* _What you will do_
Isolate every line in the data with the string "enum" and copy it.
════
//! Domain entities carried through the sync queue.
//!
//! The engine itself never interprets these; it only needs the
//! [`Syncable`] view to build queue items.

use crate::error::{CodecError, CodecResult};
use crate::types::{ItemType, Payload};
use chrono::{DateTime, NaiveDate, Utc};
use serde::de::DeserializeOwned;
use serde::{Deserialize, Serialize};
use std::fmt;

/// An entity that can be queued for sync.
pub trait Syncable {
    /// Domain identifier.
    fn item_id(&self) -> &str;

    /// Entity kind, used to route the item to its sync pass.
    fn item_type(&self) -> ItemType;

    /// Last local modification time.
    fn updated_at(&self) -> DateTime<Utc>;

    /// Flattens the entity into a payload snapshot.
    fn to_payload(&self) -> CodecResult<Payload>;
}

/// Converts a serializable record into a payload map.
fn payload_of<T: Serialize>(value: &T) -> CodecResult<Payload> {
    match serde_json::to_value(value) {
        Ok(serde_json::Value::Object(map)) => Ok(map.into_iter().collect()),
        Ok(_) => Err(CodecError::invalid_structure("entity must serialize to an object")),
        Err(e) => Err(CodecError::encoding_failed(e.to_string())),
    }
}

/// Rebuilds a record from a payload map.
fn from_payload<T: DeserializeOwned>(payload: &Payload) -> CodecResult<T> {
    let object: serde_json::Map<String, serde_json::Value> =
        payload.iter().map(|(k, v)| (k.clone(), v.clone())).collect();
    serde_json::from_value(serde_json::Value::Object(object))
        .map_err(|e| CodecError::decoding_failed(e.to_string()))
}

/// Approval status of an OD request.
#[derive(Debug, Clone, Copy, PartialEq, Eq, Hash, Default, Serialize, Deserialize)]
#[serde(rename_all = "lowercase")]
pub enum OdStatus {
    /// Awaiting a decision.
    #[default]
    Pending,
    /// Approved by staff.
    Approved,
    /// Rejected by staff.
    Rejected,
}

impl OdStatus {
    /// Returns the wire name.
    pub fn as_str(&self) -> &'static str {
        match self {
            OdStatus::Pending => "pending",
            OdStatus::Approved => "approved",
            OdStatus::Rejected => "rejected",
        }
    }

    /// Parses a wire name.
    pub fn parse(name: &str) -> Option<Self> {
        match name {
            "pending" => Some(OdStatus::Pending),
            "approved" => Some(OdStatus::Approved),
            "rejected" => Some(OdStatus::Rejected),
            _ => None,
        }
    }

    /// Returns true once a decision has been made.
    pub fn is_decided(&self) -> bool {
        !matches!(self, OdStatus::Pending)
    }
}

impl fmt::Display for OdStatus {
    fn fmt(&self, f: &mut fmt::Formatter<'_>) -> fmt::Result {
        f.write_str(self.as_str())
    }
}

/// An on-duty request raised by a student.
#[derive(Debug, Clone, PartialEq, Serialize, Deserialize)]
pub struct OdRequest {
    /// Request ID.
    pub id: String,
    /// Owning student.
    pub student_id: String,
    /// Student register number.
    pub register_number: String,
    /// Student display name.
    pub student_name: String,
    /// Day the request covers.
    pub date: NaiveDate,
    /// Class periods covered.
    pub periods: Vec<u8>,
    /// Free-text reason.
    pub reason: String,
    /// Optional supporting document.
    pub attachment_url: Option<String>,
    /// Approval status.
    pub status: OdStatus,
    /// Staff member who decided the request.
    pub approved_by_id: Option<String>,
    /// When the decision was made.
    pub approved_at: Option<DateTime<Utc>>,
    /// Reason given for a rejection.
    pub rejection_reason: Option<String>,
    /// Creation time.
    pub created_at: DateTime<Utc>,
    /// Last modification time.
    pub updated_at: DateTime<Utc>,
}

impl OdRequest {
    /// Creates a pending request stamped with the current time.
    pub fn new(
        id: impl Into<String>,
        student_id: impl Into<String>,
        register_number: impl Into<String>,
        student_name: impl Into<String>,
        date: NaiveDate,
        periods: Vec<u8>,
        reason: impl Into<String>,
    ) -> Self {
        let now = Utc::now();
        Self {
            id: id.into(),
            student_id: student_id.into(),
            register_number: register_number.into(),
            student_name: student_name.into(),
            date,
            periods,
            reason: reason.into(),
            attachment_url: None,
            status: OdStatus::Pending,
            approved_by_id: None,
            approved_at: None,
            rejection_reason: None,
            created_at: now,
            updated_at: now,
        }
    }

    /// Sets the attachment URL.
    pub fn with_attachment(mut self, url: impl Into<String>) -> Self {
        self.attachment_url = Some(url.into());
        self
    }

    /// Rebuilds a request from a payload snapshot.
    pub fn from_payload(payload: &Payload) -> CodecResult<Self> {
        from_payload(payload)
    }
}

impl Syncable for OdRequest {
    fn item_id(&self) -> &str {
        &self.id
    }

    fn item_type(&self) -> ItemType {
        ItemType::Request
    }

    fn updated_at(&self) -> DateTime<Utc> {
        self.updated_at
    }

    fn to_payload(&self) -> CodecResult<Payload> {
        payload_of(self)
    }
}

/// Role of a user account.
#[derive(Debug, Clone, Copy, PartialEq, Eq, Hash, Default, Serialize, Deserialize)]
#[serde(rename_all = "lowercase")]
pub enum UserRole {
    /// Raises OD requests.
    #[default]
    Student,
    /// Approves or rejects requests.
    Staff,
    /// Department administrator.
    Admin,
    /// Full access.
    Superuser,
}

impl UserRole {
    /// Returns true if the role may decide OD requests.
    pub fn can_approve(&self) -> bool {
        !matches!(self, UserRole::Student)
    }
}

/// A user's profile.
#[derive(Debug, Clone, PartialEq, Serialize, Deserialize)]
pub struct UserProfile {
    /// User ID.
    pub id: String,
    /// Display name.
    pub full_name: String,
    /// Contact email.
    pub email: String,
    /// Account role.
    pub role: UserRole,
    /// Department, if any.
    pub department: Option<String>,
    /// Register number for students.
    pub register_number: Option<String>,
    /// Last modification time.
    pub updated_at: DateTime<Utc>,
}

impl UserProfile {
    /// Creates a profile stamped with the current time.
    pub fn new(
        id: impl Into<String>,
        full_name: impl Into<String>,
        email: impl Into<String>,
        role: UserRole,
    ) -> Self {
        Self {
            id: id.into(),
            full_name: full_name.into(),
            email: email.into(),
            role,
            department: None,
            register_number: None,
            updated_at: Utc::now(),
        }
    }

    /// Rebuilds a profile from a payload snapshot.
    pub fn from_payload(payload: &Payload) -> CodecResult<Self> {
        from_payload(payload)
    }
}

impl Syncable for UserProfile {
    fn item_id(&self) -> &str {
        &self.id
    }

    fn item_type(&self) -> ItemType {
        ItemType::Profile
    }

    fn updated_at(&self) -> DateTime<Utc> {
        self.updated_at
    }

    fn to_payload(&self) -> CodecResult<Payload> {
        payload_of(self)
    }
}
════
* _Solution to this task_
pub enum OdStatus {
pub enum UserRole {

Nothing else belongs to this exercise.